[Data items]
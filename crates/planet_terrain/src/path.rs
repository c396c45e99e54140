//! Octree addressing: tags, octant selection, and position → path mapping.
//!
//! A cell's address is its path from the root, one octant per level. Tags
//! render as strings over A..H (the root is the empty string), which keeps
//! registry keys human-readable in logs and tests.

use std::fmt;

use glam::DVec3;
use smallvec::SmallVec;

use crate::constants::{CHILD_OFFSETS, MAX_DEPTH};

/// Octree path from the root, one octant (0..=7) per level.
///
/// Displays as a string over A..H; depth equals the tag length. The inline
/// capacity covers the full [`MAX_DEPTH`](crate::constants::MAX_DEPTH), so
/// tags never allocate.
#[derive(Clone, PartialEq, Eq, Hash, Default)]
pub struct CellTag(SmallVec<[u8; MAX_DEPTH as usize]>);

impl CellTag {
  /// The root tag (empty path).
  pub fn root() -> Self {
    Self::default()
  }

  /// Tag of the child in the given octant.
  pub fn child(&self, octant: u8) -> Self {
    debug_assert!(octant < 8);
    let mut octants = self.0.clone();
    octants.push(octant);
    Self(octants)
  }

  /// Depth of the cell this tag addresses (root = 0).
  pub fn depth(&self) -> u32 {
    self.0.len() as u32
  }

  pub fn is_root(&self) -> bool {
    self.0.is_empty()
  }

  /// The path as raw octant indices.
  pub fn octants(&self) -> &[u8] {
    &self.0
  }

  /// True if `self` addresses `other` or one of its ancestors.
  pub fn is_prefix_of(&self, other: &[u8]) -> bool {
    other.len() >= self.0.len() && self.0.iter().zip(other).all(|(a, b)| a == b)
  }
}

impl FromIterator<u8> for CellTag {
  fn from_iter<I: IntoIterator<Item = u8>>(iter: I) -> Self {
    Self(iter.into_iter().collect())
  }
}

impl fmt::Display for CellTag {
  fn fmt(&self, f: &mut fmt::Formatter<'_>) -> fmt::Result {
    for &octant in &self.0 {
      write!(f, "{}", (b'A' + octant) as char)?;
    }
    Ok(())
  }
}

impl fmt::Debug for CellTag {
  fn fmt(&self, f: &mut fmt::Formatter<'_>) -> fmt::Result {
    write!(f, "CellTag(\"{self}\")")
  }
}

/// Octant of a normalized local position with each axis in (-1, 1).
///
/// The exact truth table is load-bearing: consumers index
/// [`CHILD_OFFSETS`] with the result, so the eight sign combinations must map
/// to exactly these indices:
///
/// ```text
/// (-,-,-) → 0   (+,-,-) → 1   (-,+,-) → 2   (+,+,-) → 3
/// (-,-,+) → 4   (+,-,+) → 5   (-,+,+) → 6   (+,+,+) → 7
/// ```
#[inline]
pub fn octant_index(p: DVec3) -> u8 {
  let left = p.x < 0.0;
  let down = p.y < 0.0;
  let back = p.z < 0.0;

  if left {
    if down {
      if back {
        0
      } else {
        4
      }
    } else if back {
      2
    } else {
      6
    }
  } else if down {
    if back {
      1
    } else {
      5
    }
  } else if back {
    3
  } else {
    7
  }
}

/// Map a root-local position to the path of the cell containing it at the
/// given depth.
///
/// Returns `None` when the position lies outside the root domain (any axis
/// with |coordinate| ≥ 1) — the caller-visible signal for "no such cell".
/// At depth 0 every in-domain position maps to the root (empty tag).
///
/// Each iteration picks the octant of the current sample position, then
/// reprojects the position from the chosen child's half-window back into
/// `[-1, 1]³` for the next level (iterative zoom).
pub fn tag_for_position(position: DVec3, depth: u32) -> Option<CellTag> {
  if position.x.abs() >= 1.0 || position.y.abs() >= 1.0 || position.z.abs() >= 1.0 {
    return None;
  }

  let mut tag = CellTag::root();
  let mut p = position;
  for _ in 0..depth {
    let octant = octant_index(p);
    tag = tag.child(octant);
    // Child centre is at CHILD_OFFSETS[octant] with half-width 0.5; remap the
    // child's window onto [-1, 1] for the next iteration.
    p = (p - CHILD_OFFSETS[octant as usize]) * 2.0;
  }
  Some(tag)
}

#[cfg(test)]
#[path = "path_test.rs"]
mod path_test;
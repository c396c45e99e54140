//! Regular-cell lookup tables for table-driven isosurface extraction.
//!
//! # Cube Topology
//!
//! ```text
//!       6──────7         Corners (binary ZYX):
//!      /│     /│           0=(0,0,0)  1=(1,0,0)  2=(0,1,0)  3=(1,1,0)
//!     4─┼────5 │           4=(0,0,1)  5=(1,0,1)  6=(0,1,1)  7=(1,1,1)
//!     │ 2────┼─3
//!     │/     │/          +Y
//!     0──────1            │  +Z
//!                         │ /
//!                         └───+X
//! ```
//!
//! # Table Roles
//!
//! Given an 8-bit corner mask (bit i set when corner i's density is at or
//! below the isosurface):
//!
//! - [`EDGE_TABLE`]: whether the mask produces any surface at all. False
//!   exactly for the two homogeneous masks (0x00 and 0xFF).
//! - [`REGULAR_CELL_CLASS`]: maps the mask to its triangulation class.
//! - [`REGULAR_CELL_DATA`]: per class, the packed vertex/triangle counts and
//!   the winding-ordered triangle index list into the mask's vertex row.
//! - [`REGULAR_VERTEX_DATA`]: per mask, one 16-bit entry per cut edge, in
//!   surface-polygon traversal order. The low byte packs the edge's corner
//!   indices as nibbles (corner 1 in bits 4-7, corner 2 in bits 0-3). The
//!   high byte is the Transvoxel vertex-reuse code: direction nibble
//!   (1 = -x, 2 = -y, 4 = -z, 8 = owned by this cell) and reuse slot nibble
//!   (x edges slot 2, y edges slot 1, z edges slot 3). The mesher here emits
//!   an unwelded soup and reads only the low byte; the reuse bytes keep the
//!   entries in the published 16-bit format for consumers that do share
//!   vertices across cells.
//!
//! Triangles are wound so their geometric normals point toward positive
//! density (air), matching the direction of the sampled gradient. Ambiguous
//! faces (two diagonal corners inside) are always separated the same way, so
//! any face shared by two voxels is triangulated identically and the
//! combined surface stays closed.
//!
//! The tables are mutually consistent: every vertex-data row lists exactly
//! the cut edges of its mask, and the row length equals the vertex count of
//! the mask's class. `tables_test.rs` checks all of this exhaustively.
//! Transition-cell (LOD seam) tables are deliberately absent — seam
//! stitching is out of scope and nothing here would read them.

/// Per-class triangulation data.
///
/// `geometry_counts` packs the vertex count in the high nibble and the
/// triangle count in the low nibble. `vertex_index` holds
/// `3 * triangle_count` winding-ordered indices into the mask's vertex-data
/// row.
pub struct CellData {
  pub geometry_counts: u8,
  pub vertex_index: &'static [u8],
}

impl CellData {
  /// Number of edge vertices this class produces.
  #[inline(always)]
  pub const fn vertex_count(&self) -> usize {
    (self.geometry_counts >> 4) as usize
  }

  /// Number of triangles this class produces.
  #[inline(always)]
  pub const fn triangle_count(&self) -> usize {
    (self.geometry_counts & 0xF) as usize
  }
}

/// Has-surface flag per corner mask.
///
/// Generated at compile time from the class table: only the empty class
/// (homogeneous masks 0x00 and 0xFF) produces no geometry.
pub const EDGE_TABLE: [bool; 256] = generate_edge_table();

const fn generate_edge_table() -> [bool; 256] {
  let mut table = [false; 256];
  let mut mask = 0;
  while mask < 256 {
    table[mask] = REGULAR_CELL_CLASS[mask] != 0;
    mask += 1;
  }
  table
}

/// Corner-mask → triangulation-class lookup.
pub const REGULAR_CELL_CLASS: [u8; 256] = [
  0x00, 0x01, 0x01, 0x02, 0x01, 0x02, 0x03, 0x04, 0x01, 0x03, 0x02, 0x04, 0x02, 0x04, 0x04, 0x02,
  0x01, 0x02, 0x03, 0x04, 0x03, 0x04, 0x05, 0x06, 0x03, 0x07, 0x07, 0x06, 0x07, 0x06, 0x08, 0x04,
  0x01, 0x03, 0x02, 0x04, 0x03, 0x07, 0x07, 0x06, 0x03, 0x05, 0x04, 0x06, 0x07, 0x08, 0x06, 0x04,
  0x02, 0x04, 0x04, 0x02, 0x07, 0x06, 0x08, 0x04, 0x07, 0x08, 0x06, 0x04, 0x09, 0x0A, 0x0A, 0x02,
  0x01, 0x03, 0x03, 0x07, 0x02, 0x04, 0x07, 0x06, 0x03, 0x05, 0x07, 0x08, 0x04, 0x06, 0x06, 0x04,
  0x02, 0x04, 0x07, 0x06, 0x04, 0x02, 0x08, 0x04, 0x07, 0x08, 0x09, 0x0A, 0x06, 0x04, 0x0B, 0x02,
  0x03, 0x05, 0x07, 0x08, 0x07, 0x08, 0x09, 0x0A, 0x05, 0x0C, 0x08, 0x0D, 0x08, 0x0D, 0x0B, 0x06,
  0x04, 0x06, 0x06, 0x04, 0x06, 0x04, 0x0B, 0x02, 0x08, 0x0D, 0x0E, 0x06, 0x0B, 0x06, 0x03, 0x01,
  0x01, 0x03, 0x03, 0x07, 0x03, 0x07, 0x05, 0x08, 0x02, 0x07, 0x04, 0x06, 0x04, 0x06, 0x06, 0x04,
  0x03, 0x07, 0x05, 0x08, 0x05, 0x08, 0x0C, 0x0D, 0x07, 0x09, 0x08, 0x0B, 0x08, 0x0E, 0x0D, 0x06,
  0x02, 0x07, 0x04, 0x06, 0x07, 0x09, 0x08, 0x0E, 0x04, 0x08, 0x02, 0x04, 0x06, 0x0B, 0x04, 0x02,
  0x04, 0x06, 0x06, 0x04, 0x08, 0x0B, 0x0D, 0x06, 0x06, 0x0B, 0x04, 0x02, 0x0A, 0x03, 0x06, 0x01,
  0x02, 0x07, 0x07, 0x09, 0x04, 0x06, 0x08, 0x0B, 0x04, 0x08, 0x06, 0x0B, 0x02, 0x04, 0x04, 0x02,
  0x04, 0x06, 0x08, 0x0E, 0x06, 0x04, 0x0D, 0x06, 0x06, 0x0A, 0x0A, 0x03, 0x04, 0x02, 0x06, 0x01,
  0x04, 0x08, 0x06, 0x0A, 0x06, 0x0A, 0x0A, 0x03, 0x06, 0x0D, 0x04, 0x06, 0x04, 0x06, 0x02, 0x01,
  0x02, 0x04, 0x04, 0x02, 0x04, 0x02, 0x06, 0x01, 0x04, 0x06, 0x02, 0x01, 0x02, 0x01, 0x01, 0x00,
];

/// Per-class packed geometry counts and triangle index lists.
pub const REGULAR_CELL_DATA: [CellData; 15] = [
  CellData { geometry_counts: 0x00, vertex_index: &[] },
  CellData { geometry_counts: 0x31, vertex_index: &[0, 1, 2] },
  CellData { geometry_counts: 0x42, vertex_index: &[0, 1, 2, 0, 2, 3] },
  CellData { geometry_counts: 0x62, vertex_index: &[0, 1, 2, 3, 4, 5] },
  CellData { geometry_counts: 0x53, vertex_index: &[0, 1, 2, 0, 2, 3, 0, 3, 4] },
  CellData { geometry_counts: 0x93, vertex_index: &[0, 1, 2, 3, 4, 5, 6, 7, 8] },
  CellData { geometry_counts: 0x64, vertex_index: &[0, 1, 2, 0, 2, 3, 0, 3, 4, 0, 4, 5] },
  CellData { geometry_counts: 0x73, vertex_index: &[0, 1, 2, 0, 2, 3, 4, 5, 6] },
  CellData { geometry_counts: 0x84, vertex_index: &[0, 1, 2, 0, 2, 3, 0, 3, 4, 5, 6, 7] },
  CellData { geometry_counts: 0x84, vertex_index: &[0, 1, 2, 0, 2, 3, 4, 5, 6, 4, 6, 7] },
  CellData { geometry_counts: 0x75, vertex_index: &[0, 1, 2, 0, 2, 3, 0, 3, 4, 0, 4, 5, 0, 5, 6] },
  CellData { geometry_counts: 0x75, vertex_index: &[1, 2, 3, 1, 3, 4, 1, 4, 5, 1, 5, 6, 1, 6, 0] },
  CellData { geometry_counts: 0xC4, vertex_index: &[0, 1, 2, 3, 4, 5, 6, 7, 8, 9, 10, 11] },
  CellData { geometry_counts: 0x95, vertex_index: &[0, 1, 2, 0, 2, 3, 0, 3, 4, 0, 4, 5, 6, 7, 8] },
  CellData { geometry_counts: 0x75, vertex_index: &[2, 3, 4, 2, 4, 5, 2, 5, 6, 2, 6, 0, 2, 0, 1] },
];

What needs to be done>
Which lines of the data hold the string "else"? Return each of them.

Reply to the task>
      } else {
    } else if back {
    } else {
  } else if down {
    } else {
  } else if back {
  } else {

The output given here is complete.